I want to calculate $P(B_1<4 | B_2 =1)$ for the B.M.

What I tried: $P(B_1<4 | B_2 =1)=P(B_1 - B_2 < 3- B_2 | B_2 =1)$

but I cant use any independence to calculate further.

Answer 1

Consider the multivariate normally distributed vector $(B_1,B_2)$, in particular
$ \begin{pmatrix} B_1 \\ B_2 \\ \end{pmatrix} $ ~$N $$\left(\begin{pmatrix} 0 \\ 0 \\ \end{pmatrix}, \begin{pmatrix} 1 & 1 \\ 1 & 2 \\ \end{pmatrix} \right) $.

Then it holds that $B_1 |B_2=1$ ~$ N(1,1/2) $ (wikipedia).

Answer 2

This is related to the concept of the Brownian Bridge.

If $B_t$ is Brownian motion then $W_t$ defined as $$ W_t = (B_t|B_T = 0) $$ is the Brownian bridge with end point $0$. There is version with $a$ and $b$ too.

You know where it starts and where it ends (that's why is the bridge) and there is uncertainty inbetween.
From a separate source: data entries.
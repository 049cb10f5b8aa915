//! Mempool configuration

use serde::Deserialize;

/// Mempool configuration.
#[derive(Clone, Debug, PartialEq, Eq, Deserialize)]
#[serde(default)]
pub struct MempoolConfig {
    /// Upper bound on the summed `encoded_size` of pooled transactions.
    pub capacity_bytes: u64,
}

impl Default for MempoolConfig {
    fn default() -> Self {
        Self {
            capacity_bytes: 32 * 1024 * 1024,
        }
    }
}

impl MempoolConfig {
    /// Small pool so capacity limits are easy to hit.
    pub fn for_testing() -> Self {
        Self {
            capacity_bytes: 4 * 1024,
        }
    }
}
//! # Canonical Encoding
//!
//! Deterministic byte layout for everything that is hashed or signed.
//!
//! - Integers are fixed-width little-endian.
//! - Fixed-size arrays (hashes, addresses) are written verbatim.
//! - Variable-length byte strings carry a `u32` little-endian length prefix.
//!
//! The same logical value always yields the same bytes, independent of
//! platform, field ordering in memory, or serde configuration.

use primitive_types::U256;

/// Append-only builder for canonical byte strings.
#[derive(Debug, Default, Clone)]
pub struct CanonicalEncoder {
    buf: Vec<u8>,
}

impl CanonicalEncoder {
    /// Creates an empty encoder.
    pub fn new() -> Self {
        Self::default()
    }

    /// Creates an encoder with a pre-sized buffer.
    pub fn with_capacity(capacity: usize) -> Self {
        Self {
            buf: Vec::with_capacity(capacity),
        }
    }

    pub fn put_u8(&mut self, value: u8) -> &mut Self {
        self.buf.push(value);
        self
    }

    pub fn put_u32(&mut self, value: u32) -> &mut Self {
        self.buf.extend_from_slice(&value.to_le_bytes());
        self
    }

    pub fn put_u64(&mut self, value: u64) -> &mut Self {
        self.buf.extend_from_slice(&value.to_le_bytes());
        self
    }

    /// Writes a U256 as 32 big-endian bytes.
    pub fn put_u256(&mut self, value: &U256) -> &mut Self {
        let mut bytes = [0u8; 32];
        value.to_big_endian(&mut bytes);
        self.buf.extend_from_slice(&bytes);
        self
    }

    /// Writes a fixed-size array without a length prefix.
    pub fn put_fixed<const N: usize>(&mut self, bytes: &[u8; N]) -> &mut Self {
        self.buf.extend_from_slice(bytes);
        self
    }

    /// Writes a variable-length byte string with a `u32` length prefix.
    ///
    /// Inputs longer than `u32::MAX` are not representable in any entity of
    /// this crate; the length saturates rather than wrapping.
    pub fn put_bytes(&mut self, bytes: &[u8]) -> &mut Self {
        let len = u32::try_from(bytes.len()).unwrap_or(u32::MAX);
        self.put_u32(len);
        self.buf.extend_from_slice(bytes);
        self
    }

    /// Number of bytes written so far.
    pub fn len(&self) -> usize {
        self.buf.len()
    }

    pub fn is_empty(&self) -> bool {
        self.buf.is_empty()
    }

    /// Consumes the encoder and returns the bytes.
    pub fn finish(self) -> Vec<u8> {
        self.buf
    }
}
One could read-up on the topic. If I just quote wikipedia then for $B_(t_1) = a$ and $B_(t_2) = b$ the Brownian bridge is normal with mean $$ a + \frac{t-t_1}{t_2-t_1}(b-a) $$ and covariance between $W(s)$ and $W(t)$ $$ \frac{(t_2-t)(s-t_1)}{t_2 - t_1}. $$

Thus in your case we tie the Brownian bridge at $B_0 = 0$ then $t_1 = 0$ and $a=0$, $t_2 = 2$ and $b = 1$ and you have to find the probability that the Brownian bridge at time $1$ is less than $4$.

Answer 3

Here is what I found:

$P(B_1<4 |B_2 =1) =P(2B_1 -B_2 < 7 |B_2 =1) =P(2B_1 -B_2<7 )= P(\sqrt{2} Z<7 ) = N(7/ \sqrt{2})$ where $Z$ is the standard normal r.v.. I have used the fact $2B_1 -B_2 $ is indep of $B_2$ since they are multivariate normal and their covariance is 0.